AMLO - Would live amongst the masses
MEXICO CITY — Should the populist candidate win Sunday’s election, he would trade in the posh presidential residence for the storied National Palace downtown that would bring him closer to everyday people.
For now, it’s completely surrounded by people yelling — without end.
Some of them wield cleavers in their hands, while other vendors offer anything from metal rattlesnake eggs to toy mice — all sold under a constant vocal drone formed by the mixture of hundreds of low and high-pitched offers.
On the edge of the central plaza, the National Palace borders the beating heart of this city, which is what presidential candidate Andrés Manuel López Obrador of the Democratic Revolution Party wants to be close to.
“This is where he should be, rather than so far way,” said José Torres, 40, standing next to a child sleeping on the sidewalk while he hawked small toy cars — two for about 40 cents — and umbrellas.
If López Obrador wins, he has said he’d move into the enormous palace, rather than the ritzy Los Pinos, the presidential residence since 1935 that sits at a distance from civilization in a buffer of fenced-in green space.
The vow is a symbol of his campaign, a way to show he wants to be close to everyday Mexicans rather than the upper echelons of the rich.
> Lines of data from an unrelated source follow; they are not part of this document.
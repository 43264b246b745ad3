//! Doodle Jump - a vertical bouncing platformer
//!
//! Core modules:
//! - `sim`: Deterministic simulation (player physics, platforms, generation, game state)
//! - `platform`: Browser/native platform abstraction (input edges, storage)
//! - `tuning`: Data-driven game balance
//! - `highscores`: Persisted best score
//! - `settings`: Player preferences (key bindings)
//! - `session`: Host-side driver tying input and storage to the simulation

pub mod highscores;
pub mod platform;
pub mod session;
pub mod settings;
pub mod sim;
pub mod tuning;

pub use highscores::HighScore;
pub use session::Session;
pub use settings::Settings;
pub use tuning::Tuning;

/// Game configuration constants
///
/// World units are canvas pixels with y growing downward, so climbing
/// means y decreasing. One simulation step is one display frame.
pub mod consts {
    /// Default arena (canvas) dimensions
    pub const ARENA_WIDTH: f32 = 400.0;
    pub const ARENA_HEIGHT: f32 = 600.0;

    /// Player sprite size
    pub const PLAYER_WIDTH: f32 = 50.0;
    pub const PLAYER_HEIGHT: f32 = 70.0;
    /// Player spawns this far above the arena bottom
    pub const PLAYER_SPAWN_OFFSET: f32 = 100.0;

    /// Player physics (per frame)
    pub const GRAVITY: f32 = 0.4;
    pub const JUMP_IMPULSE: f32 = 12.0;
    pub const MOVE_SPEED: f32 = 5.0;
    pub const MAX_FALL_SPEED: f32 = 15.0;

    /// How far below the best height the player may drop before the run ends
    pub const FALL_THRESHOLD: f32 = 1200.0;
    /// Baseline height the score is measured against
    pub const REFERENCE_HEIGHT: f32 = 2500.0;
    /// World units per score point
    pub const SCORE_UNIT: f32 = 10.0;

    /// Generated platform size
    pub const PLATFORM_WIDTH: f32 = 60.0;
    pub const PLATFORM_HEIGHT: f32 = 12.0;

    /// Starting pad placed under the player at session start
    pub const START_PAD_WIDTH: f32 = 80.0;
    pub const START_PAD_HEIGHT: f32 = 15.0;
    pub const START_PAD_OFFSET: f32 = 50.0;

    /// Moving platform oscillation
    pub const MOVING_AMPLITUDE: f32 = 50.0;
    pub const MOVING_SPEED: f32 = 0.05;

    /// Frames a triggered breaking platform survives
    pub const BREAK_DURATION: u32 = 30;

    /// Landing band: bottom edge may sit this far below the platform top...
    pub const LANDING_TOLERANCE_BELOW: f32 = 5.0;
    /// ...or this far above it
    pub const LANDING_TOLERANCE_ABOVE: f32 = 10.0;

    /// Initial population
    pub const INITIAL_PLATFORMS: usize = 15;
    pub const INITIAL_BOTTOM_OFFSET: f32 = 100.0;
    /// Horizontal placement: x = rand * (width - PLACEMENT_INSET) + PLACEMENT_MARGIN
    pub const PLACEMENT_INSET: f32 = 40.0;
    pub const PLACEMENT_MARGIN: f32 = 30.0;

    /// Platforms must exist at least this far above the player
    pub const LOOKAHEAD: f32 = 500.0;
    /// Platforms further than this below the player are culled
    pub const CULL_DISTANCE: f32 = 800.0;

    /// Height climbed per level
    pub const LEVEL_HEIGHT: f32 = 1500.0;
    pub const MAX_LEVEL: u32 = 15;

    /// Vertical spacing between generated platforms
    pub const MAX_SPACING: f32 = 80.0;
    pub const MIN_SPACING: f32 = 40.0;
    pub const SPACING_STEP: f32 = 2.5;

    /// Variant mix
    pub const DIFFICULTY_DIVISOR: f32 = 10.0;
    pub const MAX_DIFFICULTY: f32 = 0.7;
    pub const NORMAL_BASE: f32 = 0.7;
    pub const NORMAL_FLOOR: f32 = 0.3;
    pub const MOVING_BAND: f32 = 0.15;
    pub const MOVING_SCALE: f32 = 0.3;
}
Famed Mexican muralist Diego Rivera extensively portrayed the historic struggle between classes, which still is rampant today, on several walls of the stone palace, including a corrupt church, government and military.
The potential move has drawn mixed reaction.
“It could be done, there is space, but logistically it wouldn’t be recommended,” said Jaime Bourges, a manager of a museum inside the palace that honors former president Benito Juárez, among the last presidents to live among the tall archways; he also died there in 1872.
But it’s a different era, Bourges said. There’s much more congestion and working next to a window can be like living next to railroad tracks.
“Listen to all this noise; they are selling everything — all the way to underwear,” he said, looking through his tall office windows. “I don’t know what this guy is thinking, what his idea is.”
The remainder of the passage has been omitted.